*THE TASK*.
Set down all the data again. Change nothing.

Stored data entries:

Segment Open

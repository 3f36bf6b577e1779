// Copyright 2025 the Understory Authors
// SPDX-License-Identifier: Apache-2.0 OR MIT

// After you edit the crate's doc comment, run this command, then check README.md for any missing links
// cargo rdme --workspace-project=understory_swipe --heading-base-level=0

//! Understory Swipe: swipe-to-action gestures for virtualized list rows.
//!
//! This crate turns raw pointer events over a list into per-row actions:
//! **swipe left**, **swipe right**, **click**, and **long click**. It tracks the
//! pointer, moves the row's front region while revealing what sits behind it,
//! decides on release whether the swipe committed, and drives a two-stage
//! commit → return animation through the host.
//!
//! The core pieces are:
//!
//! - [`RowBinding`]: a row's front region, optional left/right reveal regions,
//!   and its item payload, resolved by tag or by position.
//! - [`RowSource`] and [`RegionSurface`]: what the controller needs from the
//!   list (hit-testing, index lookup) and from the view toolkit (geometry,
//!   visibility, animations).
//! - [`SwipeListener`]: the application callbacks.
//! - [`SwipeController`]: the state machine that ties them together, including
//!   the lock set of animating rows and the queue of programmatic swipes made
//!   while a pointer is down.
//!
//! The crate does not render, scroll, or own any views. Animations are started
//! through the host and their completion is reported back with
//! [`SwipeController::on_animation_event`].
//!
//! ## Minimal example
//!
//! ```rust
//! use kurbo::Point;
//! use understory_swipe::{
//!     Animation, AnimationEvent, GestureOutcome, PointerAction, PointerEvent, RegionSurface,
//!     RowBinding, RowSource, SwipeController, SwipeListener,
//! };
//!
//! // One row, 100 units tall, with a front (0) and a right reveal region (1).
//! struct List {
//!     row: RowBinding<u8, &'static str>,
//!     front_x: f64,
//!     started: Vec<Animation>,
//! }
//!
//! impl RowSource for List {
//!     type Row = u8;
//!     type Region = u8;
//!     type Item = &'static str;
//!     fn row_at_point(&self, pos: Point) -> Option<u8> { (pos.y < 100.0).then_some(0) }
//!     fn row_at_index(&self, index: usize) -> Option<u8> { (index == 0).then_some(0) }
//!     fn child_count(&self) -> usize { 1 }
//!     fn binding(&self, _: u8) -> Option<&RowBinding<u8, &'static str>> { Some(&self.row) }
//! }
//!
//! impl RegionSurface<u8> for List {
//!     fn region_x(&self, _: u8) -> f64 { self.front_x }
//!     fn region_width(&self, _: u8) -> f64 { 200.0 }
//!     fn set_region_x(&mut self, _: u8, x: f64) { self.front_x = x; }
//!     fn set_region_visible(&mut self, _: u8, _: bool) {}
//!     fn animate_region_x(&mut self, _: u8, animation: Animation) { self.started.push(animation); }
//! }
//!
//! #[derive(Default)]
//! struct Log(Vec<String>);
//!
//! impl SwipeListener<&'static str> for Log {
//!     fn on_swipe_left(&mut self, item: &&'static str) -> bool { self.0.push(format!("left {item}")); true }
//!     fn on_swipe_right(&mut self, item: &&'static str) -> bool { self.0.push(format!("right {item}")); true }
//!     fn on_click(&mut self, item: &&'static str) { self.0.push(format!("click {item}")); }
//!     fn on_long_click(&mut self, item: &&'static str) { self.0.push(format!("hold {item}")); }
//! }
//!
//! let list = List {
//!     row: RowBinding::from_regions(0, None, Some(1), "inbox").unwrap(),
//!     front_x: 0.0,
//!     started: Vec::new(),
//! };
//! let mut swipe = SwipeController::new(list, Log::default());
//!
//! // Drag 150 units right: 50 are dead-zone, so the front ends at x = 100.
//! swipe.handle_pointer(&PointerEvent::single(PointerAction::Down, Point::new(20.0, 50.0), 0));
//! swipe.handle_pointer(&PointerEvent::single(PointerAction::Move, Point::new(170.0, 50.0), 16));
//! let outcome = swipe.handle_pointer(&PointerEvent::single(PointerAction::Up, Point::new(170.0, 50.0), 32));
//! assert!(matches!(outcome, GestureOutcome::Committed(_)));
//!
//! // The host finishes the commit animation; the listener accepts it.
//! let commit = swipe.host().started[0];
//! swipe.on_animation_event(commit.id, AnimationEvent::Finished);
//! assert_eq!(swipe.listener().0, ["right inbox"]);
//!
//! // Accepting sends the row back to its natural position.
//! assert_eq!(swipe.host().started[1].target_x, 0.0);
//! ```
//!
//! ## Features
//!
//! - `std` (default): forward `std` to Kurbo and `tracing`.
//! - `libm`: use Kurbo's `libm` backend in `no_std` builds.
//!
//! Diagnostics are emitted through `tracing`; install a subscriber to see them.
//!
//! This crate is `no_std` and uses `alloc`.

#![no_std]

extern crate alloc;

pub mod animation;
pub mod config;
pub mod controller;
pub mod error;
pub mod host;
pub mod listener;
pub mod pointer;
pub mod queue;
pub mod row;
pub mod session;
pub mod types;

pub use animation::{Animation, AnimationEvent, AnimationId, Easing, LockSet, RowPhase};
pub use config::{DrainPolicy, SwipeConfig};
pub use controller::SwipeController;
pub use error::BindError;
pub use host::{RegionSurface, RowSource};
pub use listener::SwipeListener;
pub use pointer::{ActivePointer, PointerAction, PointerEvent, PointerId, PointerSample};
pub use queue::{SwipeQueue, SwipeRequest};
pub use row::{RegionTag, RowBinding, RowContainer, TaggedChild};
pub use session::{GestureSession, Release, TouchedRow};
pub use types::{GestureOutcome, GestureState, RequestOutcome, SwipeDirection};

Segment Closed

*ANSWER TO THIS PROBLEM*.
repository 3f36bf6b577e1779
// Copyright 2025 the Understory Authors
// SPDX-License-Identifier: Apache-2.0 OR MIT

// After you edit the crate's doc comment, run this command, then check README.md for any missing links
// cargo rdme --workspace-project=understory_swipe --heading-base-level=0

//! Understory Swipe: swipe-to-action gestures for virtualized list rows.
//!
//! This crate turns raw pointer events over a list into per-row actions:
//! **swipe left**, **swipe right**, **click**, and **long click**. It tracks the
//! pointer, moves the row's front region while revealing what sits behind it,
//! decides on release whether the swipe committed, and drives a two-stage
//! commit → return animation through the host.
//!
//! The core pieces are:
//!
//! - [`RowBinding`]: a row's front region, optional left/right reveal regions,
//!   and its item payload, resolved by tag or by position.
//! - [`RowSource`] and [`RegionSurface`]: what the controller needs from the
//!   list (hit-testing, index lookup) and from the view toolkit (geometry,
//!   visibility, animations).
//! - [`SwipeListener`]: the application callbacks.
//! - [`SwipeController`]: the state machine that ties them together, including
//!   the lock set of animating rows and the queue of programmatic swipes made
//!   while a pointer is down.
//!
//! The crate does not render, scroll, or own any views. Animations are started
//! through the host and their completion is reported back with
//! [`SwipeController::on_animation_event`].
//!
//! ## Minimal example
//!
//! ```rust
//! use kurbo::Point;
//! use understory_swipe::{
//!     Animation, AnimationEvent, GestureOutcome, PointerAction, PointerEvent, RegionSurface,
//!     RowBinding, RowSource, SwipeController, SwipeListener,
//! };
//!
//! // One row, 100 units tall, with a front (0) and a right reveal region (1).
//! struct List {
//!     row: RowBinding<u8, &'static str>,
//!     front_x: f64,
//!     started: Vec<Animation>,
//! }
//!
//! impl RowSource for List {
//!     type Row = u8;
//!     type Region = u8;
//!     type Item = &'static str;
//!     fn row_at_point(&self, pos: Point) -> Option<u8> { (pos.y < 100.0).then_some(0) }
//!     fn row_at_index(&self, index: usize) -> Option<u8> { (index == 0).then_some(0) }
//!     fn child_count(&self) -> usize { 1 }
//!     fn binding(&self, _: u8) -> Option<&RowBinding<u8, &'static str>> { Some(&self.row) }
//! }
//!
//! impl RegionSurface<u8> for List {
//!     fn region_x(&self, _: u8) -> f64 { self.front_x }
//!     fn region_width(&self, _: u8) -> f64 { 200.0 }
//!     fn set_region_x(&mut self, _: u8, x: f64) { self.front_x = x; }
//!     fn set_region_visible(&mut self, _: u8, _: bool) {}
//!     fn animate_region_x(&mut self, _: u8, animation: Animation) { self.started.push(animation); }
//! }
//!
//! #[derive(Default)]
//! struct Log(Vec<String>);
//!
//! impl SwipeListener<&'static str> for Log {
//!     fn on_swipe_left(&mut self, item: &&'static str) -> bool { self.0.push(format!("left {item}")); true }
//!     fn on_swipe_right(&mut self, item: &&'static str) -> bool { self.0.push(format!("right {item}")); true }
//!     fn on_click(&mut self, item: &&'static str) { self.0.push(format!("click {item}")); }
//!     fn on_long_click(&mut self, item: &&'static str) { self.0.push(format!("hold {item}")); }
//! }
//!
//! let list = List {
//!     row: RowBinding::from_regions(0, None, Some(1), "inbox").unwrap(),
//!     front_x: 0.0,
//!     started: Vec::new(),
//! };
//! let mut swipe = SwipeController::new(list, Log::default());
//!
//! // Drag 150 units right: 50 are dead-zone, so the front ends at x = 100.
//! swipe.handle_pointer(&PointerEvent::single(PointerAction::Down, Point::new(20.0, 50.0), 0));
//! swipe.handle_pointer(&PointerEvent::single(PointerAction::Move, Point::new(170.0, 50.0), 16));
//! let outcome = swipe.handle_pointer(&PointerEvent::single(PointerAction::Up, Point::new(170.0, 50.0), 32));
//! assert!(matches!(outcome, GestureOutcome::Committed(_)));
//!
//! // The host finishes the commit animation; the listener accepts it.
//! let commit = swipe.host().started[0];
//! swipe.on_animation_event(commit.id, AnimationEvent::Finished);
//! assert_eq!(swipe.listener().0, ["right inbox"]);
//!
//! // Accepting sends the row back to its natural position.
//! assert_eq!(swipe.host().started[1].target_x, 0.0);
//! ```
//!
//! ## Features
//!
//! - `std` (default): forward `std` to Kurbo and `tracing`.
//! - `libm`: use Kurbo's `libm` backend in `no_std` builds.
//!
//! Diagnostics are emitted through `tracing`; install a subscriber to see them.
//!
//! This crate is `no_std` and uses `alloc`.

#![no_std]

extern crate alloc;

pub mod animation;
pub mod config;
pub mod controller;
pub mod error;
pub mod host;
pub mod listener;
pub mod pointer;
pub mod queue;
pub mod row;
pub mod session;
pub mod types;

pub use animation::{Animation, AnimationEvent, AnimationId, Easing, LockSet, RowPhase};
pub use config::{DrainPolicy, SwipeConfig};
pub use controller::SwipeController;
pub use error::BindError;
pub use host::{RegionSurface, RowSource};
pub use listener::SwipeListener;
pub use pointer::{ActivePointer, PointerAction, PointerEvent, PointerId, PointerSample};
pub use queue::{SwipeQueue, SwipeRequest};
pub use row::{RegionTag, RowBinding, RowContainer, TaggedChild};
pub use session::{GestureSession, Release, TouchedRow};
pub use types::{GestureOutcome, GestureState, RequestOutcome, SwipeDirection};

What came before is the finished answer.